Description of the task: Pick out each line in these entries that contains the string "usage".

Stored data:
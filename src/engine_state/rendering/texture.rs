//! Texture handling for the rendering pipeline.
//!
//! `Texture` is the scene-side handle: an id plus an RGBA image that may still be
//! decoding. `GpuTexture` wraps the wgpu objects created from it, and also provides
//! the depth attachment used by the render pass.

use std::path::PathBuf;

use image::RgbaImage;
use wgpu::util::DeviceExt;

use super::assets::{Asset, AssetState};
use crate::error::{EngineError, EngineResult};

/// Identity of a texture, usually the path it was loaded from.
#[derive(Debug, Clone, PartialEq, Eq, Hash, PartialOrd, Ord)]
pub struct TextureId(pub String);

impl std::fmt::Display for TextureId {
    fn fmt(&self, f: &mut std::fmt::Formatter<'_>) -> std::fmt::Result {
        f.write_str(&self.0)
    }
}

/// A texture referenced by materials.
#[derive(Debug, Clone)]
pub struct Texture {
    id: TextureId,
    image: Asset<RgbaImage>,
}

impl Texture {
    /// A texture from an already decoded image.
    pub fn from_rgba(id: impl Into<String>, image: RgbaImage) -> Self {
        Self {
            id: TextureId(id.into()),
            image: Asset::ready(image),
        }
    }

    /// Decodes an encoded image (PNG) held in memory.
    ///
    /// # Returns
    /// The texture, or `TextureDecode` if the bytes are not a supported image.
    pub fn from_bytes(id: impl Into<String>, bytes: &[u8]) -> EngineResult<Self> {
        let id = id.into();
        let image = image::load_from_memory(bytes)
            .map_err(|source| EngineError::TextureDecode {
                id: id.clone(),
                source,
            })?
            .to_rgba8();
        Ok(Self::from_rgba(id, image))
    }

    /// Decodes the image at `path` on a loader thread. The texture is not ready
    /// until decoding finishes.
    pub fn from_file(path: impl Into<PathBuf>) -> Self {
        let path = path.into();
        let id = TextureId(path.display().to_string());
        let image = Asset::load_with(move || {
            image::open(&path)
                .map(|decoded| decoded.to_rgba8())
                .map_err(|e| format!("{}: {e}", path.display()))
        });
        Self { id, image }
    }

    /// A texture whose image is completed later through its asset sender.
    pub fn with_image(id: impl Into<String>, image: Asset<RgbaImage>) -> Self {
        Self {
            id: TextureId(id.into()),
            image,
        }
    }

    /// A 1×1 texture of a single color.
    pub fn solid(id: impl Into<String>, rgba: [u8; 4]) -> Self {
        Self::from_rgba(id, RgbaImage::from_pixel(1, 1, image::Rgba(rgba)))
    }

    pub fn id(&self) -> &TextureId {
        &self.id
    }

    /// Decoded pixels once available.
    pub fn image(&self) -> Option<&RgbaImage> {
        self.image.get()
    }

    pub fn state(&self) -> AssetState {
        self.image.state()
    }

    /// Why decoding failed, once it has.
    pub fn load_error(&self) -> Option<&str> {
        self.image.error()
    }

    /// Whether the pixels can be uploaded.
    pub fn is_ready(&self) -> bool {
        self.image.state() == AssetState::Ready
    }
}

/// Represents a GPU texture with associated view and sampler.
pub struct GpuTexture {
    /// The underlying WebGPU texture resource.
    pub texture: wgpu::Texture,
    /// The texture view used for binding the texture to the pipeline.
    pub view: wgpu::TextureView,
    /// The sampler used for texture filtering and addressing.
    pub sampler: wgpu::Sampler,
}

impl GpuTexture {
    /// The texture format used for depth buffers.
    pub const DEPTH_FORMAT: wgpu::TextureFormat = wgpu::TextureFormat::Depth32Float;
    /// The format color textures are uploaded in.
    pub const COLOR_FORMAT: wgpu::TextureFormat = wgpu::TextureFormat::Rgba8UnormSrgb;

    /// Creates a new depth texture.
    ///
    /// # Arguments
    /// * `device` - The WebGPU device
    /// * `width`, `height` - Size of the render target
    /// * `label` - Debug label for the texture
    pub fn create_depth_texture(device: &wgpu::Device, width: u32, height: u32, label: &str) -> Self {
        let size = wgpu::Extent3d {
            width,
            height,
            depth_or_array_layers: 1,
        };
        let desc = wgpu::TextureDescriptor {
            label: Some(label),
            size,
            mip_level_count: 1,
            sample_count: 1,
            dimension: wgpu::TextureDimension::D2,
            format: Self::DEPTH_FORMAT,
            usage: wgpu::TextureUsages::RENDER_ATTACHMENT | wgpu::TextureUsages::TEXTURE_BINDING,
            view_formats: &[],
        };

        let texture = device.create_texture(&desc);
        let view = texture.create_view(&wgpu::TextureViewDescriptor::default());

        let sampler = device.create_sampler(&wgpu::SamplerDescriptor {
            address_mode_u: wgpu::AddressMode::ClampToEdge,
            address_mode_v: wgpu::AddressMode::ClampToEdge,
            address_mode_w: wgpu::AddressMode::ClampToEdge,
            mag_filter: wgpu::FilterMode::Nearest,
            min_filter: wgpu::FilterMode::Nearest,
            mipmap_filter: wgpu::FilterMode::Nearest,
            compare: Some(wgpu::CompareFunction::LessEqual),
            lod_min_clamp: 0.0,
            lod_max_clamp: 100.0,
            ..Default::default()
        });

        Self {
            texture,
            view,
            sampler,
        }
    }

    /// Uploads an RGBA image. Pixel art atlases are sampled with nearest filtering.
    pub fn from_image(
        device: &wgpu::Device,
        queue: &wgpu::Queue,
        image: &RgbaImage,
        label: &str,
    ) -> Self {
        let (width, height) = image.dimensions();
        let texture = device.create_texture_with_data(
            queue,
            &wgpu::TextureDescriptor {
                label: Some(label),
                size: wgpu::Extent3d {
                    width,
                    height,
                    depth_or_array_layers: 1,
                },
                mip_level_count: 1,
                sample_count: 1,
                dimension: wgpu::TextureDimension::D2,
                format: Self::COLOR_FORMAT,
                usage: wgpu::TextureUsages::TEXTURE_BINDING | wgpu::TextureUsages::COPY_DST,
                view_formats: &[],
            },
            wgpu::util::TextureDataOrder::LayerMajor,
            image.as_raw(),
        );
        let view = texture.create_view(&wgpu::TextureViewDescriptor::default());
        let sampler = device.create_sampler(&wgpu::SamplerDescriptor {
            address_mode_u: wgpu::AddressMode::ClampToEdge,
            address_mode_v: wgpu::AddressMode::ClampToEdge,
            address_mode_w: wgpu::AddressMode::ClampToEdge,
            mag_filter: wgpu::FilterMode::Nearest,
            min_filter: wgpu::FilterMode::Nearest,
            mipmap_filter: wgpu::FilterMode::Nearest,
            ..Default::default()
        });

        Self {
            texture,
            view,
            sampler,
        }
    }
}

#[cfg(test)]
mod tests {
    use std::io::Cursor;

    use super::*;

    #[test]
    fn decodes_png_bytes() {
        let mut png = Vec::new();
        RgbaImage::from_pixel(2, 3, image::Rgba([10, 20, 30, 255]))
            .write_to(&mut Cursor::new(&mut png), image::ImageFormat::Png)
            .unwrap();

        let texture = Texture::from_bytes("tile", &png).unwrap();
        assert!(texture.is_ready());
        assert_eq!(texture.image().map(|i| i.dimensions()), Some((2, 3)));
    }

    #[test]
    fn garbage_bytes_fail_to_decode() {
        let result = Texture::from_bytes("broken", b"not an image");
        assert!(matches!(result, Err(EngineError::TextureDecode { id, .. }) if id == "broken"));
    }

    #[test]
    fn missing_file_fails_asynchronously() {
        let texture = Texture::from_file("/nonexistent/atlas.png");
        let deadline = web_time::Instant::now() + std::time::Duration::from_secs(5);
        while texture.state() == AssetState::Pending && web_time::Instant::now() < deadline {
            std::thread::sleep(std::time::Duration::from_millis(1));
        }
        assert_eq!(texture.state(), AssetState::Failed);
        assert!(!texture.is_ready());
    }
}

Response box:
            usage: wgpu::TextureUsages::RENDER_ATTACHMENT | wgpu::TextureUsages::TEXTURE_BINDING,
                usage: wgpu::TextureUsages::TEXTURE_BINDING | wgpu::TextureUsages::COPY_DST,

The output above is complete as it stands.